A long time ago, people realized that re-writing everything for every program was simply not worth the effort. Let’s go back and look at the first and simplest C program we wrote:

#include <stdio.h>

int main(int argc, char **argv)
{
    /* Print a message to the screen */
    printf("Hello World!");

    return 0;
}

Take a moment and think about how much has to happen between printf("Hello World!") and the words “Hello World!” actually showing up on your screen. Seriously, think about that for a second. At bare minimum, the letters have to be converted into pixel values and those pixel values have to be somehow communicated to the graphics hardware which then sends them to the display. In reality, it gets vastly more complicated than that.
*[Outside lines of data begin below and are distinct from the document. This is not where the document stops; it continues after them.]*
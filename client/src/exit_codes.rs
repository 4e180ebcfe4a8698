//! # Exit Codes
//!
//! Standard exit codes for the `rips` CLI.
//!
//! These codes follow common Unix conventions and give scripts and CI/CD
//! pipelines something to branch on.

/// Successful execution
pub const EXIT_SUCCESS: i32 = 0;

/// General error (unspecified)
pub const EXIT_ERROR: i32 = 1;

/// Configuration error (missing or invalid config)
pub const EXIT_CONFIG_ERROR: i32 = 2;

/// Authentication error (invalid login or expired session)
pub const EXIT_AUTH_ERROR: i32 = 3;

/// Network error (connection failed, timeout, etc.)
pub const EXIT_NETWORK_ERROR: i32 = 4;

/// Requested project or resource does not exist
pub const EXIT_NOT_FOUND: i32 = 5;

/// Invalid input (bad arguments, unreadable archive, rejected request)
pub const EXIT_INVALID_INPUT: i32 = 6;

/// Server error (500 or undocumented status)
pub const EXIT_SERVICE_UNAVAILABLE: i32 = 7;

/// The scan did not finish before `--max-wait`
pub const EXIT_SCAN_TIMEOUT: i32 = 9;

/// Interrupted by the user (Ctrl+C)
pub const EXIT_CANCELLED: i32 = 130;
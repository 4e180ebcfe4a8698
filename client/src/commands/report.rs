//! # Report Command
//!
//! Downloads the PDF report of a project.
//!
//! ## Usage
//!
//! ```bash
//! rips report 42 --output shop.pdf
//! ```

use std::fs;
use std::path::PathBuf;

use anyhow::{Context, Result};
use log::debug;

use crate::commands::{LoginArgs, connect};
use crate::errors::{display_success, report_api_error};
use crate::exit_codes::*;

/// Arguments for the report command
#[derive(Debug, Clone)]
pub struct ReportArgs {
    pub login: LoginArgs,
    pub project_id: u64,
    /// Where to write the PDF
    pub output: PathBuf,
}

/// Execute the report command
///
/// # Returns
///
/// * `Ok(EXIT_SUCCESS)` - Report written to `output`
/// * `Ok(EXIT_NOT_FOUND)` - No such project
/// * `Err(_)` - Report could not be written
pub async fn execute(args: ReportArgs) -> Result<i32> {
    let mut client = match connect(&args.login).await {
        Ok(client) => client,
        Err(exit_code) => return Ok(exit_code),
    };

    let result = client.get_project_report(args.project_id).await;

    if let Err(e) = client.logout().await {
        debug!("Ignoring logout failure: {}", e);
    }

    let report = match result {
        Ok(report) => report,
        Err(e) => return Ok(report_api_error(&e)),
    };

    fs::write(&args.output, &report)
        .with_context(|| format!("Failed to write report: {}", args.output.display()))?;
    display_success(&format!(
        "Report of project {} written to {} ({} bytes)",
        args.project_id,
        args.output.display(),
        report.len()
    ));

    Ok(EXIT_SUCCESS)
}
In order to handle all of these details in a reasonable way, programs are built out of layers upon layers of abstraction. One major abstraction layer is the operating systems which handles most of the details about talking to the hardware. The operating system is (roughly) comprised three things: the kernel which talks directly to the hardware; system libraries which allow programs to talk to the kernel; and system programs which provide most of the rest of the functionality including the user interface. On top of the operating system, a program may use any number of other libraries to do anything from number theory to drawing 3-D graphics.

Linking

We will eventually talk more about specific libraries or how to use them. Before we do that, however, we should continue our previous discussion of the linking stage of compiling. When you compile a standard multi-file program, the compiler first takes the C source code files and compiles them to create object files. Then, as a separate stage, it takes those object files and combines them together to form an executable. This last stage, called the linking stage is where the compiler actually computes memory addresses for all of the constant data and functions.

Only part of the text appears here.